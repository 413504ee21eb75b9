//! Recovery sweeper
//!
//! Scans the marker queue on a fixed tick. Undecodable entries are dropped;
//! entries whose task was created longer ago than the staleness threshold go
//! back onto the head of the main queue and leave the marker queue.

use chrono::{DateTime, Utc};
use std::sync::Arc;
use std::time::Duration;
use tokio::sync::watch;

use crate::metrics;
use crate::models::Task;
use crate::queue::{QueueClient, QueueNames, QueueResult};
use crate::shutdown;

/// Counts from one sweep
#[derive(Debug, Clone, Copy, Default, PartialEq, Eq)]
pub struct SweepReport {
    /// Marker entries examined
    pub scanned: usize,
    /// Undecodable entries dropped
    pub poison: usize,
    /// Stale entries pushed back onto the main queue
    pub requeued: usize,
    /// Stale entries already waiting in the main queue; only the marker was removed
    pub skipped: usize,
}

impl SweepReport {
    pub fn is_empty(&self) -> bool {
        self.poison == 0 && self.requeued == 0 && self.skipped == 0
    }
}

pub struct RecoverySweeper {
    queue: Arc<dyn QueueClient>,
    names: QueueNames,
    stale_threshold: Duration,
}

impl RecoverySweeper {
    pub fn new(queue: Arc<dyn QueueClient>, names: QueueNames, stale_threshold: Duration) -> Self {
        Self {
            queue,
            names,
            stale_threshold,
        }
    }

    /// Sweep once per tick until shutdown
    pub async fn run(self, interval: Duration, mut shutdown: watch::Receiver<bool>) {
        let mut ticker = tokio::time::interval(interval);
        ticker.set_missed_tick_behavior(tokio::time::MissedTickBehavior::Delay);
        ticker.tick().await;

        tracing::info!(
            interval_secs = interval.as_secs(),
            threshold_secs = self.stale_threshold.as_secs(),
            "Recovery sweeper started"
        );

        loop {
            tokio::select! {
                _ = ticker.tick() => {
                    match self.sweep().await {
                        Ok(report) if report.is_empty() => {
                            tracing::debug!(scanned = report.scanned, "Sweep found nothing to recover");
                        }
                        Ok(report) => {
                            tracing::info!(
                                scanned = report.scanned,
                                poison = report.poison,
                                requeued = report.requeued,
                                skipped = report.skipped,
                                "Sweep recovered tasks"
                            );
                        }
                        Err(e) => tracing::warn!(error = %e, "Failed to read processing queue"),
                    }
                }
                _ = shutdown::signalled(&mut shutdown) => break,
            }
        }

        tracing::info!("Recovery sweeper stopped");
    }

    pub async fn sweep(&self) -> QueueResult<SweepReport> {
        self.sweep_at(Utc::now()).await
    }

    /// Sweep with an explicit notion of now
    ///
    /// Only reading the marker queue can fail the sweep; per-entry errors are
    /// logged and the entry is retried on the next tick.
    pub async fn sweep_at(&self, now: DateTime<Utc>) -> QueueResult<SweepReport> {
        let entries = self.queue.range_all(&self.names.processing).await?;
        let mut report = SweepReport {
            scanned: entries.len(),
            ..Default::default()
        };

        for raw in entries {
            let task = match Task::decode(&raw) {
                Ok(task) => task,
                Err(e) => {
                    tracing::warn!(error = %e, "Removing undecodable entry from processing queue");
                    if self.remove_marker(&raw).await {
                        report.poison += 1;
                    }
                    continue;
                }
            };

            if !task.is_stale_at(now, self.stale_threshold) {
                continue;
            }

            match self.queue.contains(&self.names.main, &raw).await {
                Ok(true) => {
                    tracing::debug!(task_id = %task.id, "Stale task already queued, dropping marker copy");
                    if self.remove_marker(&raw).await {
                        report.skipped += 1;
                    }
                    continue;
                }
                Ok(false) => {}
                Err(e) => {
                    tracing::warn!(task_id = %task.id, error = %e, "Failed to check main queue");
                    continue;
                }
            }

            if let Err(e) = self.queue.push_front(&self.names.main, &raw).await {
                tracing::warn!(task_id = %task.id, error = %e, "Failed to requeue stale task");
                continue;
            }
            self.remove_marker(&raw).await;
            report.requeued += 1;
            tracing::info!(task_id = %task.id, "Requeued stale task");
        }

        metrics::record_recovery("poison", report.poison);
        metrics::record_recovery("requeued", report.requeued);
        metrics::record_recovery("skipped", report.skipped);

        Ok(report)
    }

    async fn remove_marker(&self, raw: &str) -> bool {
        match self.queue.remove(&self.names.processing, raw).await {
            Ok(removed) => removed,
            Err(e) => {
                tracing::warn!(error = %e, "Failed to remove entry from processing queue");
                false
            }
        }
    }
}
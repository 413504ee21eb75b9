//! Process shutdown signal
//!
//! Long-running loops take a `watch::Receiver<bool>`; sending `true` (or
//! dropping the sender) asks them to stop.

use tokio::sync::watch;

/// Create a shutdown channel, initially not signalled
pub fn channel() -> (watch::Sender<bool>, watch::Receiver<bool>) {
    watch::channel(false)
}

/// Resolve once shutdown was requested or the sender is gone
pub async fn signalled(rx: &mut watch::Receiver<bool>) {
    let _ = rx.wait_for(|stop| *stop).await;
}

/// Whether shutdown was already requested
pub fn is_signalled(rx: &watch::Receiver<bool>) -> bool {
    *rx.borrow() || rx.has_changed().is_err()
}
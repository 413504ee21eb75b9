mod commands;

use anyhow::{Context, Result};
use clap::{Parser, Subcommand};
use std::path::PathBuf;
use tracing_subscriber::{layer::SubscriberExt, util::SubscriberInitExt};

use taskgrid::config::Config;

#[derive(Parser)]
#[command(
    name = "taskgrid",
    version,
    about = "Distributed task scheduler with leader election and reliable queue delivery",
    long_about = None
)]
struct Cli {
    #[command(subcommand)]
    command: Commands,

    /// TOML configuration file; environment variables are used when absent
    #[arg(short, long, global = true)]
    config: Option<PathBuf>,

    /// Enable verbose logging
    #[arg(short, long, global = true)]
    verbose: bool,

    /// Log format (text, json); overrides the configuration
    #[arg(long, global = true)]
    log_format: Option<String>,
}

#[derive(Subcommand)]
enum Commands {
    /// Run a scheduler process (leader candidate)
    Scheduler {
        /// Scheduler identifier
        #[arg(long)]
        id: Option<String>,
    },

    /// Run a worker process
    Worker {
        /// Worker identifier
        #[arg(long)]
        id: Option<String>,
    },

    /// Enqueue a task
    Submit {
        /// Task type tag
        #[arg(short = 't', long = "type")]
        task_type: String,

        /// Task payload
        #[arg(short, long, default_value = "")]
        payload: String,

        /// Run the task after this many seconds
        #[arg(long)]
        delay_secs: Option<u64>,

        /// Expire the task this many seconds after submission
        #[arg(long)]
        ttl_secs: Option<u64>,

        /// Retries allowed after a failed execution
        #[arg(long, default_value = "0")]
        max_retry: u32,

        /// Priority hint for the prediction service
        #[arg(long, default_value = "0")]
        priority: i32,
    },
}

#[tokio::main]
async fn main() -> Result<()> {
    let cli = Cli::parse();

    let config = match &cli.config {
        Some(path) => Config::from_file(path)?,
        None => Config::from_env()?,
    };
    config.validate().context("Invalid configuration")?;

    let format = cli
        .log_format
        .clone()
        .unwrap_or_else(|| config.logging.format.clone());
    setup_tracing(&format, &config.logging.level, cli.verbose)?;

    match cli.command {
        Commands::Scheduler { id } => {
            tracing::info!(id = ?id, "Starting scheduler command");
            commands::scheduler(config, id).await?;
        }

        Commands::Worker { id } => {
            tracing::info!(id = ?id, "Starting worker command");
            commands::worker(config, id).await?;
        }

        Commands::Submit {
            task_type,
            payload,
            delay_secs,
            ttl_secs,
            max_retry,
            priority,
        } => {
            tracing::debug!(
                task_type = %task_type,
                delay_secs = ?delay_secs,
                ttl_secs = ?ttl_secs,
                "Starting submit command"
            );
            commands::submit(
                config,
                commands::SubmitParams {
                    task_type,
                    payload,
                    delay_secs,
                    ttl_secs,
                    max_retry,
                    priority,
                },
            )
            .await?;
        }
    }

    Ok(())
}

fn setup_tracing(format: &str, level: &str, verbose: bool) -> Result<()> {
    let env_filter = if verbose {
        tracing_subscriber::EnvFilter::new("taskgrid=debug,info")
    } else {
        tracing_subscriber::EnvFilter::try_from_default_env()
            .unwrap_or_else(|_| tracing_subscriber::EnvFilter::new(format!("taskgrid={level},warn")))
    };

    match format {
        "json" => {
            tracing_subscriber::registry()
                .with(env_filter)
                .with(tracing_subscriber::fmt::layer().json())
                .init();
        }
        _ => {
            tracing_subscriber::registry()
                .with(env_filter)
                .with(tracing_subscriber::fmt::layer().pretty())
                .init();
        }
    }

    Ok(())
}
-------
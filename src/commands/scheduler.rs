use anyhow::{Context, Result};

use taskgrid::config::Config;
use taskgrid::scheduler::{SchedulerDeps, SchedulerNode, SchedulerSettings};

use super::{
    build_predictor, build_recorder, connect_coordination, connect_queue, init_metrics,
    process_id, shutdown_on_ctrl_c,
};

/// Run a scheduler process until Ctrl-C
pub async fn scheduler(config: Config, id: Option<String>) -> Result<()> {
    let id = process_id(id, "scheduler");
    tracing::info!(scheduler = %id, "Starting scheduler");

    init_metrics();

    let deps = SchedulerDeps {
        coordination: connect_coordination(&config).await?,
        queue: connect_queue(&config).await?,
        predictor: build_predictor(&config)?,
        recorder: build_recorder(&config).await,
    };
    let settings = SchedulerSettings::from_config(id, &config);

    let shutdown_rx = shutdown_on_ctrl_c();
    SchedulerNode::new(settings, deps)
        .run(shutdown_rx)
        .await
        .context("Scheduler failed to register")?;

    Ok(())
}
-------
### EXERCISE GOAL
Your answer should reproduce each line of the listing that holds the word "this".

### TASK RESULT
        /// Run the task after this many seconds
        /// Expire the task this many seconds after submission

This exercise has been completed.